Strategic Suggestion: If you are preparing for a valuation, your "Value Creation Plan" should focus on improving your business improvement strategies to minimize waste and maximise asset sweating.
Part 3: Systematised Success – The Role of High Performance Work Systems (HPWS)
One of the greatest threats to a high valuation is Key Person Risk. This is where High Performance Work Systems (HPWS) become a critical financial asset. HPWS is a management framework that aligns human resources and work processes to create a self-sustaining culture.
How HPWS Increases Your Multiple
Reduced Transition Risk: A buyer sees a business that functions independently of the owner.
Cross-Skilling: HPWS encourages a multi-skilled workforce, which is a core tenet of modern organisational design.
Engagement: Higher retention rates lower the "volatility" of future earnings. You can explore the CIPD’s resources on HPWS for further evidence of its impact on productivity.

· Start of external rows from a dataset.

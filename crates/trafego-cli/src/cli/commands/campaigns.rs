//! Campaign command handlers.

use anyhow::{Context, Result};
use chrono::{NaiveDate, NaiveDateTime};
use trafego_core::api::{CampaignDraft, CampaignQuery, CampaignUpdate};
use trafego_core::dashboard::DashboardController;

use super::AppContext;
use super::dashboard::{settle, show as show_dashboard};
use crate::render;

/// Parses `YYYY-MM-DD`.
pub fn parse_date(raw: &str) -> Result<NaiveDate, String> {
    NaiveDate::parse_from_str(raw.trim(), "%Y-%m-%d")
        .map_err(|e| format!("expected YYYY-MM-DD ({e})"))
}

/// Parses `YYYY-MM-DD`, `YYYY-MM-DDTHH:MM[:SS]` or `YYYY-MM-DD HH:MM[:SS]`.
pub fn parse_datetime(raw: &str) -> Result<NaiveDateTime, String> {
    let raw = raw.trim();
    for format in [
        "%Y-%m-%dT%H:%M:%S",
        "%Y-%m-%dT%H:%M",
        "%Y-%m-%d %H:%M:%S",
        "%Y-%m-%d %H:%M",
    ] {
        if let Ok(dt) = NaiveDateTime::parse_from_str(raw, format) {
            return Ok(dt);
        }
    }
    parse_date(raw).map(|d| d.and_time(chrono::NaiveTime::MIN))
}

pub async fn list(ctx: &mut AppContext, query: CampaignQuery, json: bool) -> Result<()> {
    let campaigns = ctx
        .call(|client| async move { client.list_campaigns(&query).await })
        .await?;

    if json {
        println!(
            "{}",
            serde_json::to_string_pretty(&campaigns).context("serialize campaigns")?
        );
    } else if campaigns.is_empty() {
        println!("No campaigns found.");
    } else {
        println!("{}", render::campaign_table(&campaigns));
    }
    Ok(())
}

pub async fn show(ctx: &mut AppContext, id: &str) -> Result<()> {
    let campaign = ctx
        .call(|client| async move { client.get_campaign(id).await })
        .await?;
    println!("{}", render::campaign_detail(&campaign));
    Ok(())
}

pub async fn create(ctx: &mut AppContext, draft: CampaignDraft) -> Result<()> {
    if draft.budget_amount <= 0.0 {
        anyhow::bail!("Budget must be greater than zero");
    }
    if let Some(end) = draft.end_date
        && end < draft.start_date
    {
        anyhow::bail!("End date must be after start date");
    }

    let campaign = ctx
        .call(|client| async move { client.create_campaign(&draft).await })
        .await?;
    println!("Created campaign {} ({})", campaign.id, campaign.name);
    Ok(())
}

pub async fn update(ctx: &mut AppContext, id: &str, update: CampaignUpdate) -> Result<()> {
    if update.is_empty() {
        anyhow::bail!("Nothing to update; pass at least one field");
    }

    let campaign = ctx
        .call(|client| async move { client.update_campaign(id, &update).await })
        .await?;
    println!("Updated campaign {} ({})", campaign.id, campaign.name);
    Ok(())
}

pub async fn delete(ctx: &mut AppContext, id: &str) -> Result<()> {
    ctx.call(|client| async move { client.delete_campaign(id).await })
        .await?;
    println!("Deleted campaign {id}");
    Ok(())
}

pub async fn pause(ctx: &mut AppContext, id: &str) -> Result<()> {
    let campaign = ctx
        .call(|client| async move { client.pause_campaign(id).await })
        .await?;
    println!("Campaign {} is now {}", campaign.id, campaign.status);
    Ok(())
}

pub async fn activate(ctx: &mut AppContext, id: &str) -> Result<()> {
    let campaign = ctx
        .call(|client| async move { client.activate_campaign(id).await })
        .await?;
    println!("Campaign {} is now {}", campaign.id, campaign.status);
    Ok(())
}

pub async fn metrics(ctx: &mut AppContext, id: &str) -> Result<()> {
    let metrics = ctx
        .call(|client| async move { client.campaign_metrics(id).await })
        .await?;
    println!("{}", render::metrics(&metrics));
    Ok(())
}

pub async fn summary(ctx: &mut AppContext, platform: &str) -> Result<()> {
    let summary = ctx
        .call(|client| async move { client.platform_summary(platform).await })
        .await?;
    println!("{}", render::platform_summary(&summary));
    Ok(())
}

/// Seeds sample data through the dashboard and shows the refreshed result.
pub async fn populate_sample(ctx: &mut AppContext) -> Result<()> {
    let controller = DashboardController::new(ctx.authorized()?);

    let effects = controller.activate().await;
    settle(ctx, &controller, effects)?;
    let effects = controller.populate_sample().await;
    settle(ctx, &controller, effects)?;

    show_dashboard(ctx, &controller, ctx.config.dashboard.rows)
}

#[cfg(test)]
mod tests {
    use super::*;

    #[test]
    fn test_parse_datetime_accepts_plain_date() {
        let dt = parse_datetime("2025-02-01").unwrap();
        assert_eq!(dt.to_string(), "2025-02-01 00:00:00");
    }

    #[test]
    fn test_parse_datetime_accepts_time() {
        let dt = parse_datetime("2025-02-01T08:30").unwrap();
        assert_eq!(dt.to_string(), "2025-02-01 08:30:00");
    }

    #[test]
    fn test_parse_date_rejects_garbage() {
        assert!(parse_date("01/02/2025").is_err());
    }
}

Part 4: Operating Model Transformation – Preparing for Scale
Many businesses suffer from a "Legacy Operating Model"—a structure that is breaking under the weight of growth. Operating Model Transformation is the process of redesigning how your business delivers value.
When a buyer performs commercial due diligence, they look for a clear business transformation strategy that proves the business is "Scale-Ready." A buyer isn't just buying what you are today; they are buying the platform you have built to become five times larger.
Part 5: The Role of ESG in Modern Valuation
In the UK, ESG (Environmental, Social, and Governance) criteria have moved from "nice to have" to "deal breaker." Modern business valuation is now heavily influenced by sustainability maturity.
Don't view ESG as a compliance exercise. View it as an operational efficiency exercise. For instance, reducing Scope 1 emissions directly improves your bottom line. Major UK financial bodies, such as the Financial Reporting Council (FRC), are increasingly linking governance standards to long-term corporate value.
Part 6: Navigating Operational Due Diligence (ODD)
The ODD team will look at your "real" business. They will ask questions that your P&L cannot answer. To defend a high valuation, you need documented organisational development plans and evidence of a culture of continuous improvement.
The "Operational Data Room"
Ensure you have:
Documented SOPs and process maps.
A clear sustainable value framework.
Evidence of business performance management tools in action.
Conclusion: Turning Operations into Alpha
Two companies in the same sector, with the same profit, can have vastly different valuations based on their operational DNA. By focusing on Model Transformation, leveraging HPWS, and obsessing over ROCE, you aren't just running a better business today; you are building a more valuable asset for tomorrow.